Exercise details: Below are records; reproduce exactly the lines from the first through the one containing "in index order.".

### Task material

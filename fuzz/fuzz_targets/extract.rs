#![no_main]

use enum_names::{FixedName, try_extract_name};
use libfuzzer_sys::fuzz_target;

fuzz_target!(|data: &[u8]| {
    // Only `&str` signatures reach the extractor
    if let Ok(s) = std::str::from_utf8(data) {
        if let Ok(name) = try_extract_name(s) {
            assert!(!name.is_empty());
            assert!(!name.contains(':') && !name.contains('>'));
            // A name always fits a buffer of its own length
            if name.len() <= 64 {
                let buffer = FixedName::<64>::new(&format!("{name:<64}"));
                assert!(buffer.as_str().starts_with(name));
            }
        }
    }
});
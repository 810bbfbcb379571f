//! Runtime table assembly for enums without a baked table.
//!
//! Runs the same pipeline the derive runs during const evaluation: for every index in `0..COUNT`, take the
//! member, probe it, and extract the name. Each name is copied into an exact-length `Box<str>`.

use core::any;

use crate::errors::NameError;
use crate::extract::try_extract_name;
use crate::probe::SignatureProbe;

/// Build the names of `T`'s members in index order.
pub fn build_names<T: SignatureProbe>() -> Result<Vec<Box<str>>, NameError> {
    let type_name = any::type_name::<T>();

    (0..T::COUNT)
        .map(|index| {
            let member = T::from_index(index).ok_or(NameError::MissingMember { type_name, index })?;
            let found = member.index();
            if found != index {
                return Err(NameError::IndexMismatch {
                    type_name,
                    index,
                    found,
                });
            }

            let signature = member.probe();
            let name = try_extract_name(&signature).map_err(|source| NameError::Extract {
                type_name,
                index,
                source,
            })?;
            Ok(Box::<str>::from(name))
        })
        .collect()
}
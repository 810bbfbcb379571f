//! The closed, sized enumeration contract.
//!
//! [`SizedEnum`] is the type-level gate: every entry point in this crate is bounded by it, so asking for
//! the names of a type that is not a sized enum fails to compile at the call site. `#[derive(EnumNames)]`
//! implements it only after checking the declaration (unit members, implicit values, trailing sentinel).
//!
//! ## Examples
//!
//! A plain enum without the derive is rejected:
//! ```compile_fail
//! #[derive(Clone, Copy)]
//! enum Plain { A, B }
//!
//! let _ = enum_names::make_enum_string::<Plain>();
//! ```
//!
//! So is an enum without the trailing sentinel:
//! ```compile_fail
//! #[derive(Clone, Copy, enum_names::EnumNames)]
//! enum Fruit { Apple, Banana }
//! ```
//!
//! Explicit values are not allowed, even contiguous ones:
//! ```compile_fail
//! #[derive(Clone, Copy, enum_names::EnumNames)]
//! enum Fruit { Apple = 0, Banana = 1, EnumSize }
//! ```
//!
//! Members cannot carry data:
//! ```compile_fail
//! #[derive(Clone, Copy, enum_names::EnumNames)]
//! enum Shape { Circle(u8), EnumSize }
//! ```
//!
//! Structs are not enumerations:
//! ```compile_fail
//! #[derive(Clone, Copy, enum_names::EnumNames)]
//! struct Fruit { apple: u8 }
//! ```

/// A fieldless enum with members `0..COUNT` followed by a count sentinel valued `COUNT`.
///
/// Derive it with `#[derive(EnumNames)]`. Manual impls must keep `from_index` and `index` inverse on
/// `0..COUNT`; the runtime builder checks this and reports [`crate::NameError::IndexMismatch`].
pub trait SizedEnum: Copy + 'static {
    /// Number of real members; also the sentinel's value.
    const COUNT: usize;

    /// Spelling of the sentinel member.
    const SENTINEL: &'static str;

    /// Member valued `index`, or `None` for `index >= COUNT`.
    fn from_index(index: usize) -> Option<Self>;

    /// Integer value of this member. The sentinel reports `COUNT`.
    fn index(self) -> usize;

    /// Real members in ascending index order.
    fn members() -> impl Iterator<Item = Self> {
        (0..Self::COUNT).filter_map(Self::from_index)
    }

    fn is_sentinel(self) -> bool {
        self.index() == Self::COUNT
    }
}
//! One shader playing into one sink, with waveform previews on the side.

use std::sync::{Arc, Mutex};
use std::time::Duration;

use log::info;
use ss_ir::{CompileState, NoteState, SampleIndex, StateSnapshot, ViewKey, WaveformView};

use crate::config::{PreviewMode, SessionConfig};
use crate::error::EngineError;
use crate::note_tracker::NoteTracker;
use crate::scheduler::AudioScheduler;
use crate::sink::OutputSink;
use crate::state::StateHub;
use crate::waveform::{ViewStatus, WaveformEngine};
use crate::worker::ComputeWorker;

/// Coordinator state for one sound shader.
///
/// Owns the audio scheduler, the decimation engine and the note/parameter
/// state feeding both. Single-threaded: call [`ShaderSession::tick`] from
/// one loop (typically once per display refresh).
pub struct ShaderSession<S: OutputSink> {
    scheduler: AudioScheduler<S>,
    waveform: WaveformEngine,
    hub: StateHub,
    notes: NoteTracker,
    ready_timeout: Duration,
}

impl<S: OutputSink> ShaderSession<S> {
    pub fn new(
        config: &SessionConfig,
        audio_worker: ComputeWorker,
        waveform_worker: ComputeWorker,
        sink: S,
    ) -> Self {
        let scheduler = AudioScheduler::new(config, audio_worker, sink);
        let waveform = WaveformEngine::new(config, waveform_worker, scheduler.sample_rate());
        Self {
            scheduler,
            waveform,
            hub: StateHub::new(config.hash_interval_ticks),
            notes: NoteTracker::new(),
            ready_timeout: config.ready_timeout(),
        }
    }

    /// Route errors from both compute targets to `callback`.
    pub fn set_error_callback<F>(&mut self, callback: F)
    where
        F: FnMut(&EngineError) + Send + 'static,
    {
        let shared = Arc::new(Mutex::new(callback));
        let waveform = shared.clone();
        self.scheduler.set_error_callback(Box::new(move |e: &EngineError| {
            if let Ok(mut cb) = shared.lock() {
                (*cb)(e);
            }
        }));
        self.waveform.set_error_callback(Box::new(move |e: &EngineError| {
            if let Ok(mut cb) = waveform.lock() {
                (*cb)(e);
            }
        }));
    }

    pub fn start(&mut self) {
        self.scheduler.start();
    }

    pub fn stop(&mut self) {
        self.scheduler.stop();
    }

    pub fn is_running(&self) -> bool {
        self.scheduler.is_running()
    }

    /// Compile `source` on both compute contexts.
    pub fn set_shader_source(&mut self, source: &str) {
        info!("shader source changed ({} bytes)", source.len());
        self.scheduler.set_shader_source(source);
        self.waveform.set_shader_source(source);
    }

    /// Wait for both contexts to finish compiling, up to the configured
    /// timeout each. The first failure is returned; the other context is
    /// still waited on.
    pub fn wait_ready(&mut self) -> Result<(), EngineError> {
        let audio = self.scheduler.wait_ready(self.ready_timeout);
        let waveform = self.waveform.wait_ready(self.ready_timeout);
        audio.and(waveform)
    }

    // --- State ---

    /// Replace the held notes wholesale. Notes pressed earlier through
    /// [`Self::note_on`] are released; the new ones keep aging and can be
    /// released or joined note by note afterwards.
    pub fn set_notes(&mut self, notes: NoteState) {
        let now = self.scheduler.sample_position();
        self.notes.replace(&notes, now, self.scheduler.sample_rate());
        self.refresh_notes();
        self.push_state();
    }

    pub fn note_on(&mut self, note: i32, velocity: f32) {
        self.notes.note_on(note, velocity, self.scheduler.sample_position());
        self.refresh_notes();
        self.push_state();
    }

    pub fn note_off(&mut self, note: i32) {
        if self.notes.note_off(note) {
            self.refresh_notes();
            self.push_state();
        }
    }

    pub fn set_param(&mut self, index: usize, value: f32) {
        self.hub.set_param(index, value);
        self.push_state();
    }

    pub fn set_preview_mode(&mut self, mode: PreviewMode) {
        self.waveform.set_preview_mode(mode);
    }

    pub fn state(&self) -> StateSnapshot {
        self.hub.snapshot()
    }

    fn refresh_notes(&mut self) {
        let now = self.scheduler.sample_position();
        let notes = self.notes.snapshot(now, self.scheduler.sample_rate());
        self.hub.set_notes(notes);
    }

    fn push_state(&mut self) {
        if self.hub.take_dirty() {
            let snapshot = self.hub.snapshot();
            self.scheduler.set_state(snapshot);
            self.waveform.set_state(snapshot);
        }
    }

    // --- Tick ---

    /// One coordinator step: refresh held-note durations, feed the sink,
    /// collect waveform results and, on the hash cadence, invalidate stale
    /// previews.
    pub fn tick(&mut self) {
        if !self.notes.is_empty() {
            self.refresh_notes();
        }
        self.push_state();
        self.scheduler.tick();
        self.waveform.poll();
        if self.hub.tick() {
            self.waveform.refresh_state_hash();
        }
    }

    // --- Views ---

    pub fn request_view(
        &mut self,
        start: SampleIndex,
        end: SampleIndex,
        width: usize,
    ) -> Result<ViewStatus, EngineError> {
        self.waveform.request_view(start, end, width)
    }

    pub fn get_cached(&self, key: &ViewKey) -> Option<Arc<WaveformView>> {
        self.waveform.get_cached(key)
    }

    /// Key a request for this window would be cached under right now.
    pub fn view_key(&self, start: SampleIndex, end: SampleIndex, width: usize) -> ViewKey {
        self.waveform.view_key(start, end, width)
    }

    // --- Inspection ---

    pub fn audio_compile_state(&self) -> &CompileState {
        self.scheduler.compile_state()
    }

    pub fn waveform_compile_state(&self) -> &CompileState {
        self.waveform.compile_state()
    }

    pub fn sample_position(&self) -> SampleIndex {
        self.scheduler.sample_position()
    }

    pub fn sample_rate(&self) -> f64 {
        self.scheduler.sample_rate()
    }

    pub fn scheduler(&self) -> &AudioScheduler<S> {
        &self.scheduler
    }

    pub fn waveform(&self) -> &WaveformEngine {
        &self.waveform
    }

    pub fn sink(&self) -> &S {
        self.scheduler.sink()
    }

    pub fn sink_mut(&mut self) -> &mut S {
        self.scheduler.sink_mut()
    }
}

######

Expected answer:
filename fuzz/fuzz_targets/extract.rs
#![no_main]

use enum_names::{FixedName, try_extract_name};
use libfuzzer_sys::fuzz_target;

fuzz_target!(|data: &[u8]| {
    // Only `&str` signatures reach the extractor
    if let Ok(s) = std::str::from_utf8(data) {
        if let Ok(name) = try_extract_name(s) {
            assert!(!name.is_empty());
            assert!(!name.contains(':') && !name.contains('>'));
            // A name always fits a buffer of its own length
            if name.len() <= 64 {
                let buffer = FixedName::<64>::new(&format!("{name:<64}"));
                assert!(buffer.as_str().starts_with(name));
            }
        }
    }
});
repository 810bbfbcb379571f
//! Runtime table assembly for enums without a baked table.
//!
//! Runs the same pipeline the derive runs during const evaluation: for every index in `0..COUNT`, take the
//! member, probe it, and extract the name. Each name is copied into an exact-length `Box<str>`.

use core::any;

use crate::errors::NameError;
use crate::extract::try_extract_name;
use crate::probe::SignatureProbe;

/// Build the names of `T`'s members in index order.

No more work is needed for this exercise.